Dopo il pagamento del prezzo del biglietto il sito rilasciava un codice QR da presentare in biglietteria il giorno del concerto per ritirare i biglietti. Questo dava ai criminali ampio margine di tempo per riciclare il denaro e far sparire le loro tracce mentre gli ignari acquirenti si sono resi conto della truffa solo mesi dopo l’acquisto, ovvero accorgendosi che fuori dallo stadio non c’era affatto nessuna biglietteria dove ritirare il loro pass d’ingresso e che i loro codici QR erano falsi e, di conseguenza, inutilizzabili.
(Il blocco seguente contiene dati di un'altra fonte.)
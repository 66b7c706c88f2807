//! List cache - cached task lists and details kept consistent across views
//!
//! Every settled mutation is merged into the cached views instead of
//! triggering a refetch:
//!
//! | operation | lists                         | detail        |
//! |-----------|-------------------------------|---------------|
//! | reorder   | replace sequence (same filters) | refresh by id |
//! | create    | insert at front, `total += 1` | store         |
//! | update    | replace by id                 | store         |
//! | toggle    | replace by id                 | store         |
//! | delete    | remove by id, `total -= 1`    | drop          |

use std::collections::HashMap;
use std::sync::{Arc, RwLock};
use std::time::Duration;

use shared::{Category, PageRequest, Task, TaskFilters, TaskListResponse};
use tokio::time::Instant;

/// Lists are considered fresh for this long after a fetch
pub const LIST_STALE_AFTER: Duration = Duration::from_secs(30);

/// Details are considered fresh for this long after a fetch
pub const DETAIL_STALE_AFTER: Duration = Duration::from_secs(60);

/// Receives committed orderings from the reorder coordinator.
///
/// Implementations must be idempotent: committing the same sequence twice
/// leaves the same state.
pub trait ListCacheSync: Send + Sync {
    fn commit_order(&self, filters: &TaskFilters, tasks: &[Task]);
}

/// Identity of a cached list view
#[derive(Debug, Clone, PartialEq, Eq, Hash)]
pub struct TaskListKey {
    pub filters: TaskFilters,
    pub page: PageRequest,
}

impl TaskListKey {
    pub fn new(filters: TaskFilters, page: PageRequest) -> Self {
        Self { filters, page }
    }
}

#[derive(Debug, Clone)]
struct Entry<T> {
    value: T,
    fetched_at: Instant,
    invalidated: bool,
}

impl<T> Entry<T> {
    fn new(value: T) -> Self {
        Self {
            value,
            fetched_at: Instant::now(),
            invalidated: false,
        }
    }

    fn is_fresh(&self, ttl: Duration) -> bool {
        !self.invalidated && self.fetched_at.elapsed() < ttl
    }
}

/// In-memory cache of task lists, task details and categories
#[derive(Debug)]
pub struct ListCache {
    lists: HashMap<TaskListKey, Entry<TaskListResponse>>,
    details: HashMap<i64, Entry<Task>>,
    categories: Option<Entry<Vec<Category>>>,
    list_ttl: Duration,
    detail_ttl: Duration,
}

impl Default for ListCache {
    fn default() -> Self {
        Self::new(LIST_STALE_AFTER, DETAIL_STALE_AFTER)
    }
}

impl ListCache {
    pub fn new(list_ttl: Duration, detail_ttl: Duration) -> Self {
        Self {
            lists: HashMap::new(),
            details: HashMap::new(),
            categories: None,
            list_ttl,
            detail_ttl,
        }
    }

    // ========== Reads ==========

    /// Fresh cached page
    pub fn get_list(&self, key: &TaskListKey) -> Option<&TaskListResponse> {
        self.lists
            .get(key)
            .filter(|e| e.is_fresh(self.list_ttl))
            .map(|e| &e.value)
    }

    /// Cached page regardless of freshness
    pub fn peek_list(&self, key: &TaskListKey) -> Option<&TaskListResponse> {
        self.lists.get(key).map(|e| &e.value)
    }

    pub fn get_detail(&self, id: i64) -> Option<&Task> {
        self.details
            .get(&id)
            .filter(|e| e.is_fresh(self.detail_ttl))
            .map(|e| &e.value)
    }

    pub fn get_categories(&self) -> Option<&[Category]> {
        self.categories
            .as_ref()
            .filter(|e| e.is_fresh(self.list_ttl))
            .map(|e| e.value.as_slice())
    }

    pub fn list_count(&self) -> usize {
        self.lists.len()
    }

    // ========== Fetch results ==========

    pub fn store_list(&mut self, key: TaskListKey, response: TaskListResponse) {
        self.lists.insert(key, Entry::new(response));
    }

    pub fn store_detail(&mut self, task: Task) {
        self.details.insert(task.id, Entry::new(task));
    }

    pub fn store_categories(&mut self, categories: Vec<Category>) {
        self.categories = Some(Entry::new(categories));
    }

    // ========== Mutation results ==========

    /// Replace the sequence of every page cached under `filters`.
    pub fn commit_order(&mut self, filters: &TaskFilters, tasks: &[Task]) {
        let mut pages = 0;
        for (key, entry) in self.lists.iter_mut() {
            if &key.filters == filters {
                entry.value.tasks = tasks.to_vec();
                pages += 1;
            }
        }
        for task in tasks {
            if let Some(entry) = self.details.get_mut(&task.id) {
                entry.value = task.clone();
            }
        }
        tracing::debug!(pages, tasks = tasks.len(), "order committed to cache");
    }

    pub fn insert_created(&mut self, task: Task) {
        for entry in self.lists.values_mut() {
            entry.value.tasks.insert(0, task.clone());
            entry.value.total += 1;
        }
        self.store_detail(task);
    }

    pub fn replace_updated(&mut self, task: Task) {
        for entry in self.lists.values_mut() {
            if let Some(slot) = entry.value.tasks.iter_mut().find(|t| t.id == task.id) {
                *slot = task.clone();
            }
        }
        self.store_detail(task);
    }

    /// Toggle results merge exactly like updates.
    pub fn replace_toggled(&mut self, task: Task) {
        self.replace_updated(task);
    }

    /// Remove a task everywhere; totals drop only on pages that held it.
    pub fn remove_deleted(&mut self, id: i64) {
        for entry in self.lists.values_mut() {
            let before = entry.value.tasks.len();
            entry.value.tasks.retain(|t| t.id != id);
            if entry.value.tasks.len() < before {
                entry.value.total = entry.value.total.saturating_sub(1);
            }
        }
        self.details.remove(&id);
    }

    pub fn upsert_category(&mut self, category: Category) {
        if let Some(entry) = &mut self.categories {
            match entry.value.iter_mut().find(|c| c.id == category.id) {
                Some(slot) => *slot = category,
                None => entry.value.push(category),
            }
        }
    }

    /// Drop a category and detach it from cached tasks.
    pub fn remove_category(&mut self, id: i64) {
        if let Some(entry) = &mut self.categories {
            entry.value.retain(|c| c.id != id);
        }
        let detach = |task: &mut Task| {
            if task.category_id == Some(id) {
                task.category_id = None;
                task.category = None;
            }
        };
        for entry in self.lists.values_mut() {
            entry.value.tasks.iter_mut().for_each(detach);
        }
        for entry in self.details.values_mut() {
            detach(&mut entry.value);
        }
    }

    // ========== Invalidation ==========

    /// Mark every list stale; the next read refetches.
    pub fn invalidate_lists(&mut self) {
        for entry in self.lists.values_mut() {
            entry.invalidated = true;
        }
    }

    pub fn clear(&mut self) {
        self.lists.clear();
        self.details.clear();
        self.categories = None;
    }
}

/// Shared handle to a [`ListCache`]
///
/// Locks are never held across an `.await`.
#[derive(Debug, Clone, Default)]
pub struct SharedListCache {
    inner: Arc<RwLock<ListCache>>,
}

impl SharedListCache {
    pub fn new(cache: ListCache) -> Self {
        Self {
            inner: Arc::new(RwLock::new(cache)),
        }
    }

    /// Run a closure with read access
    pub fn read<R>(&self, f: impl FnOnce(&ListCache) -> R) -> R {
        f(&self.inner.read().unwrap_or_else(|e| e.into_inner()))
    }

    /// Run a closure with write access
    pub fn write<R>(&self, f: impl FnOnce(&mut ListCache) -> R) -> R {
        f(&mut self.inner.write().unwrap_or_else(|e| e.into_inner()))
    }

    pub fn get_list(&self, key: &TaskListKey) -> Option<TaskListResponse> {
        self.read(|c| c.get_list(key).cloned())
    }

    pub fn get_detail(&self, id: i64) -> Option<Task> {
        self.read(|c| c.get_detail(id).cloned())
    }

    pub fn get_categories(&self) -> Option<Vec<Category>> {
        self.read(|c| c.get_categories().map(<[Category]>::to_vec))
    }

    pub fn store_list(&self, key: TaskListKey, response: TaskListResponse) {
        self.write(|c| c.store_list(key, response));
    }

    pub fn store_detail(&self, task: Task) {
        self.write(|c| c.store_detail(task));
    }

    pub fn store_categories(&self, categories: Vec<Category>) {
        self.write(|c| c.store_categories(categories));
    }

    pub fn insert_created(&self, task: Task) {
        self.write(|c| c.insert_created(task));
    }

    pub fn replace_updated(&self, task: Task) {
        self.write(|c| c.replace_updated(task));
    }

    pub fn replace_toggled(&self, task: Task) {
        self.write(|c| c.replace_toggled(task));
    }

    pub fn remove_deleted(&self, id: i64) {
        self.write(|c| c.remove_deleted(id));
    }

    pub fn upsert_category(&self, category: Category) {
        self.write(|c| c.upsert_category(category));
    }

    pub fn remove_category(&self, id: i64) {
        self.write(|c| c.remove_category(id));
    }

    pub fn invalidate_lists(&self) {
        self.write(ListCache::invalidate_lists);
    }

    pub fn clear(&self) {
        self.write(ListCache::clear);
    }
}

impl ListCacheSync for SharedListCache {
    fn commit_order(&self, filters: &TaskFilters, tasks: &[Task]) {
        self.write(|c| c.commit_order(filters, tasks));
    }
}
La struttura criminale che è stata scoperta era ben ingegnata: per poter ottenere la convenzione con i circuiti di pagamento con carte di credito era obbligatorio avere all’interno dell’organizzazione qualcuno iscritto al registro delle imprese, e per questo sono stati utilizzati due prestanome: un sessantunenne di Albignasego (PD) ed un 43enne moldavo residente a Fontaniva (PD), titolare di una società milanese di carpenteria. A loro erano intestati i siti internet, le sim telefoniche ed i conti correnti utilizzati per ricevere i pagamenti. In seguito è stato individuato anche un quarantenne di Sandrigo (VI), che faceva da tramite attraverso Skype tra i reali ideatori, gli organizzatori e i beneficiari della truffa.
Tutti e tre gli indagati avevano già precedenti per reati contro il patrimonio.
Analizzando i dati degli accessi ai conti correnti dei truffatori, la Procura è riuscita ad arrivare fino in Sardegna: le utenze mobili, infatti, per gestire i soldi ottenuti tramite i biglietti falsi, agganciavano celle di antenne telefoniche sul terrotorio sardo.
Per cercare di far perdere le loro tracce e rimanere nell’ombra il denaro veniva trasferito da un conto corrente all’altro, fino a riciclarlo tramite investimenti in Bitcoin.
Il “colpo di scena” è stato quando gli investigatori sono arrivati ad identificare negli ideatori di tutta la maxitruffa due giovani ed insospettabili professionisti della provincia di Sassari.
A loro sono stati sequestrati un tablet ed alcune sim card usate per le frodi.